Mas o futuro não faz parte do discurso político atual...
Em
termos de território e de biodiversidade, tem que se começar a pensar no
futuro. Ainda se pensa muito só no presente e em crescimento económico. 98% do
território português é privado e sempre foi tratado muitas vezes na perspetiva
da exploração. Sendo que muitas vezes temos a exploração e depois o abandono. É
o exemplo dos pinhais, dos eucaliptos, ou de culturas intensivas como o trigo.
Os cientistas já podem provar é que quanto mais trabalharmos no sentido de
criar zonas de agrofloresta e zonas intensas verdes – onde eu me encontro
agora, por exemplo – mais fácil é criar temperaturas amenas. Venho muitas vezes
para esta zona de Olhão, e é sempre muito árido. Mas houve um grupo de pessoas
que foi plantando aqui esta zona e que me permite estar aqui ao ar livre e
sentir fresco. Isto é bom não só para nos humanos, como para o próprio solo. E
este género de preocupação tem que ser constante.
Uma preocupação que ainda não entrou na política.
Não
sei se a atual geração de decisores políticos pensa nesse futuro, mas tenho
esperança que as próximas gerações sim. Já há um enorme conhecimento, não só
dos investigadores do IPCC como dos cientistas que trabalham especificamente
nas áreas da adaptação. E o setor que mais me preocupa é o da agricultura.
Continua a insistir-se muito na agricultura intensiva de
regadio, que consome muita água?
Recentemente
estive a escrever sobre recursos hídricos só na zona de Odemira, mas sei que no
resto do Alentejo e Algarve também é uma questão preocupante. Tecnologicamente
o regadio tem avançado bastante, mas é preciso ver que a agricultura consome
75% da água que se gasta em Portugal. Ao mesmo tempo não há avanços para que
toda a população tenha acesso à rede pública de água. Em Odemira, 30 % da
população está fora da rede pública de água e tem que furar – e fazer furos
pode ser muito complicado, não há garantias que se consiga água de um depósito
subterrâneo no futuro porque a chuva vai diminuir. Os aquíferos que temos têm
que ser muito bem geridos. A questão da água tem dois aspetos que me parecem
muito graves. Em primeiro lugar, toda a população tem que ter acesso à água. E
depois as infraestruturas que existem não são suficientes quer para saneamento
quer para utilização das águas. Isto vai ser um problema muito grande.
Porque não se assegura os mínimos para as populações?

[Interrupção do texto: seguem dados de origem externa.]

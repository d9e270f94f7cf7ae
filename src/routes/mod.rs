//! Route modules for Yardcam Server

pub mod captures;
pub mod health;
pub mod photos;

use axum::{extract::DefaultBodyLimit, routing::get, Router};
use base64::Engine;
use tower_http::cors::{Any, CorsLayer};
use tower_http::trace::TraceLayer;

use crate::error::{AppError, Result};
use crate::state::AppState;

/// Images travel base64-encoded inside JSON, so bodies get large
const MAX_BODY_BYTES: usize = 32 * 1024 * 1024;

/// Build the full application router
pub fn app(state: AppState) -> Router {
    let cors = CorsLayer::new()
        .allow_origin(Any)
        .allow_methods(Any)
        .allow_headers(Any);

    Router::new()
        .route("/health", get(health::health_check))
        .route("/api/v1/health", get(health::health_check))
        .nest("/api/v1/captures", captures::router())
        .nest("/api/v1/subjects", photos::router())
        .layer(DefaultBodyLimit::max(MAX_BODY_BYTES))
        .layer(TraceLayer::new_for_http())
        .layer(cors)
        .with_state(state)
}

/// Decode a base64 image field, accepting an optional data-URL prefix
pub(crate) fn decode_image(field: &str, value: &str) -> Result<Vec<u8>> {
    let payload = match value.split_once(";base64,") {
        Some((prefix, data)) if prefix.starts_with("data:") => data,
        _ => value,
    };
    base64::engine::general_purpose::STANDARD
        .decode(payload.trim())
        .map_err(|e| AppError::BadRequest(format!("{} is not valid base64: {}", field, e)))
}

pub(crate) fn encode_image(bytes: &[u8]) -> String {
    base64::engine::general_purpose::STANDARD.encode(bytes)
}

#[cfg(test)]
pub(crate) mod test_support {
    use std::sync::Arc;

    use axum::body::Body;
    use axum::http::{Request, Response};
    use tempfile::TempDir;

    use crate::config::Config;
    use crate::db::memory_pool;
    use crate::recognition::ExtractionGateway;
    use crate::state::AppState;
    use crate::storage::LocalBlobStorage;

    pub async fn test_state(gateway: ExtractionGateway) -> (AppState, TempDir) {
        let temp_dir = TempDir::new().unwrap();
        let blobs = Arc::new(LocalBlobStorage::new(temp_dir.path().to_path_buf()));
        let state = AppState::new(Config::default(), blobs, memory_pool().await, gateway);
        (state, temp_dir)
    }

    pub fn json_request(method: &str, uri: &str, body: serde_json::Value) -> Request<Body> {
        Request::builder()
            .method(method)
            .uri(uri)
            .header("content-type", "application/json")
            .body(Body::from(body.to_string()))
            .unwrap()
    }

    pub fn get_request(uri: &str) -> Request<Body> {
        Request::builder().uri(uri).body(Body::empty()).unwrap()
    }

    pub async fn body_bytes(response: Response<Body>) -> Vec<u8> {
        axum::body::to_bytes(response.into_body(), usize::MAX)
            .await
            .unwrap()
            .to_vec()
    }

    pub async fn body_json(response: Response<Body>) -> serde_json::Value {
        serde_json::from_slice(&body_bytes(response).await).unwrap()
    }
}

#[cfg(test)]
mod tests {
    use super::test_support::*;
    use super::*;
    use crate::recognition::ExtractionGateway;
    use axum::http::StatusCode;
    use tower::ServiceExt;

    #[test]
    fn test_decode_image() {
        assert_eq!(decode_image("image", "aGVsbG8=").unwrap(), b"hello");
        assert_eq!(
            decode_image("image", "data:image/jpeg;base64,aGVsbG8=").unwrap(),
            b"hello"
        );
        assert!(matches!(
            decode_image("image", "not base64!"),
            Err(AppError::BadRequest(_))
        ));
    }

    #[tokio::test]
    async fn test_health() {
        let (state, _dir) = test_state(ExtractionGateway::new()).await;

        let response = app(state).oneshot(get_request("/api/v1/health")).await.unwrap();
        assert_eq!(response.status(), StatusCode::OK);

        let body = body_json(response).await;
        assert_eq!(body["status"], "healthy");
        assert_eq!(body["storage"], "local");
        assert_eq!(body["providers"].as_array().map(|p| p.len()), Some(3));
    }
}
//! Capture Module
//!
//! Everything between the shutter and the photo store: guide-frame cropping,
//! the per-capture state machine and the pipeline that ties them to
//! extraction and storage.

mod frame;
mod pipeline;
mod session;

pub use frame::{
    CropOutcome, CropRectangle, CroppedPhoto, FrameMapper, GeometryError, GuideFrame, RawPhoto,
    ScreenGeometry,
};
pub use pipeline::{CapturePipeline, CaptureResult, ExtractionPreview, InboundCaptureRequest};
pub use session::{CaptureSession, CaptureState, ConfirmedFields, FieldEdit, SessionError};
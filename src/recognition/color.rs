//! Container color palette
//!
//! Maps a sampled RGB value onto the fixed set of colors a container or
//! trailer can be recorded with. Classification is total: every input maps
//! to a palette label.

use std::fmt;
use std::str::FromStr;

use serde::{Deserialize, Deserializer, Serialize, Serializer};

/// Allowed color names
#[derive(Debug, Clone, Copy, PartialEq, Eq, Hash)]
pub enum ColorLabel {
    Red,
    Blue,
    Green,
    Yellow,
    Orange,
    White,
    Gray,
    Black,
    Brown,
    Beige,
}

impl ColorLabel {
    pub const ALL: [ColorLabel; 10] = [
        ColorLabel::Red,
        ColorLabel::Blue,
        ColorLabel::Green,
        ColorLabel::Yellow,
        ColorLabel::Orange,
        ColorLabel::White,
        ColorLabel::Gray,
        ColorLabel::Black,
        ColorLabel::Brown,
        ColorLabel::Beige,
    ];

    pub fn as_str(&self) -> &'static str {
        match self {
            ColorLabel::Red => "Red",
            ColorLabel::Blue => "Blue",
            ColorLabel::Green => "Green",
            ColorLabel::Yellow => "Yellow",
            ColorLabel::Orange => "Orange",
            ColorLabel::White => "White",
            ColorLabel::Gray => "Gray",
            ColorLabel::Black => "Black",
            ColorLabel::Brown => "Brown",
            ColorLabel::Beige => "Beige",
        }
    }

    /// Look up a label by name, accepting common spelling variants
    pub fn from_name(name: &str) -> Option<ColorLabel> {
        let normalized = name.trim().to_lowercase();
        let canonical = match normalized.as_str() {
            "grey" | "gray" => "gray",
            "tan" | "beige" => "beige",
            other => other,
        };
        ColorLabel::ALL
            .into_iter()
            .find(|label| label.as_str().eq_ignore_ascii_case(canonical))
    }
}

impl fmt::Display for ColorLabel {
    fn fmt(&self, f: &mut fmt::Formatter<'_>) -> fmt::Result {
        f.write_str(self.as_str())
    }
}

/// Unknown color name
#[derive(Debug, Clone, PartialEq, Eq, thiserror::Error)]
#[error("Unknown color: {0}")]
pub struct UnknownColor(pub String);

impl FromStr for ColorLabel {
    type Err = UnknownColor;

    fn from_str(s: &str) -> Result<Self, Self::Err> {
        ColorLabel::from_name(s).ok_or_else(|| UnknownColor(s.to_string()))
    }
}

impl Serialize for ColorLabel {
    fn serialize<S: Serializer>(&self, serializer: S) -> Result<S::Ok, S::Error> {
        serializer.serialize_str(self.as_str())
    }
}

impl<'de> Deserialize<'de> for ColorLabel {
    fn deserialize<D: Deserializer<'de>>(deserializer: D) -> Result<Self, D::Error> {
        let name = String::deserialize(deserializer)?;
        name.parse().map_err(serde::de::Error::custom)
    }
}

/// Palette entry: centroid and acceptance radius
#[derive(Debug, Clone, Copy, PartialEq)]
pub struct PaletteEntry {
    pub label: ColorLabel,
    pub rgb: (u8, u8, u8),
    pub tolerance: f64,
}

const fn entry(label: ColorLabel, rgb: (u8, u8, u8), tolerance: f64) -> PaletteEntry {
    PaletteEntry {
        label,
        rgb,
        tolerance,
    }
}

/// Typical container paint colors
pub const CONTAINER_PALETTE: [PaletteEntry; 10] = [
    entry(ColorLabel::Red, (170, 40, 35), 80.0),
    entry(ColorLabel::Blue, (30, 70, 140), 80.0),
    entry(ColorLabel::Green, (40, 110, 60), 75.0),
    entry(ColorLabel::Yellow, (225, 190, 40), 70.0),
    entry(ColorLabel::Orange, (225, 110, 30), 65.0),
    entry(ColorLabel::White, (235, 235, 230), 60.0),
    entry(ColorLabel::Gray, (128, 128, 128), 60.0),
    entry(ColorLabel::Black, (30, 30, 30), 60.0),
    entry(ColorLabel::Brown, (110, 65, 40), 60.0),
    entry(ColorLabel::Beige, (200, 180, 140), 55.0),
];

/// Nearest-palette color classifier
#[derive(Debug, Clone)]
pub struct ColorClassifier {
    palette: Vec<PaletteEntry>,
}

impl Default for ColorClassifier {
    fn default() -> Self {
        Self {
            palette: CONTAINER_PALETTE.to_vec(),
        }
    }
}

impl ColorClassifier {
    pub fn new() -> Self {
        Self::default()
    }

    pub fn with_palette(palette: Vec<PaletteEntry>) -> Self {
        Self { palette }
    }

    /// Classify against the palette.
    ///
    /// Centroids whose tolerance covers the sample win by distance; when none
    /// does, the globally nearest centroid is used.
    pub fn classify(&self, rgb: (u8, u8, u8)) -> ColorLabel {
        let mut within: Option<(f64, ColorLabel)> = None;
        let mut nearest: Option<(f64, ColorLabel)> = None;

        for entry in &self.palette {
            let d = distance(rgb, entry.rgb);
            if d <= entry.tolerance && within.map_or(true, |(best, _)| d < best) {
                within = Some((d, entry.label));
            }
            if nearest.map_or(true, |(best, _)| d < best) {
                nearest = Some((d, entry.label));
            }
        }

        within
            .or(nearest)
            .map(|(_, label)| label)
            .unwrap_or(ColorLabel::Gray)
    }
}

fn distance(a: (u8, u8, u8), b: (u8, u8, u8)) -> f64 {
    let dr = a.0 as f64 - b.0 as f64;
    let dg = a.1 as f64 - b.1 as f64;
    let db = a.2 as f64 - b.2 as f64;
    (dr * dr + dg * dg + db * db).sqrt()
}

O Ministério da Agricultura permite que os projetos que consomem muita água aconteçam mesmo sabendo que a água é um recurso que vai ficar escasso. No Algarve, uma pessoa pode comprar um terreno e plantar abacates. Não pode construir uma casa, mas pode plantar 100 hectares de abacates e ninguém dizer nada. E mesmo em reserva natural isto acontece. E aí, quando a Agência Portuguesa do Ambiente (APA) verifica uma situação ilegal, já é tarde demais. Acaba por ir para tribunal onde as coisas arrastam-se anos. Seria mais burocracia, mas devia haver um controle do que vai ser plantado. Devia haver uma “task force” entre Ministério da Agricultura e Ministério do Ambiente para averiguar se é possível fazer aquele cultivo. E isso não existe. É uma das questões em que vemos que não há diálogo entre os dois ministérios. Há até um certo atrito. A APA é autoridade máxima sobre as águas e faz parte do Ministério do Ambiente. O Ministério da Agricultura parte do princípio de que a água vai estar sempre disponível. E depois também dizem, como já ouvi o ministro do Ambiente dizer, quando se fala que as barragens e as albufeiras estão a descer, que as albufeiras foram feitas para a agricultura. Muito bem, mas isso foi antes de termos esta situação de escassez de água. O que está em primeiro lugar? Tem que ser a população. E tem que se pensar se as estufas de produção intensiva devem existir.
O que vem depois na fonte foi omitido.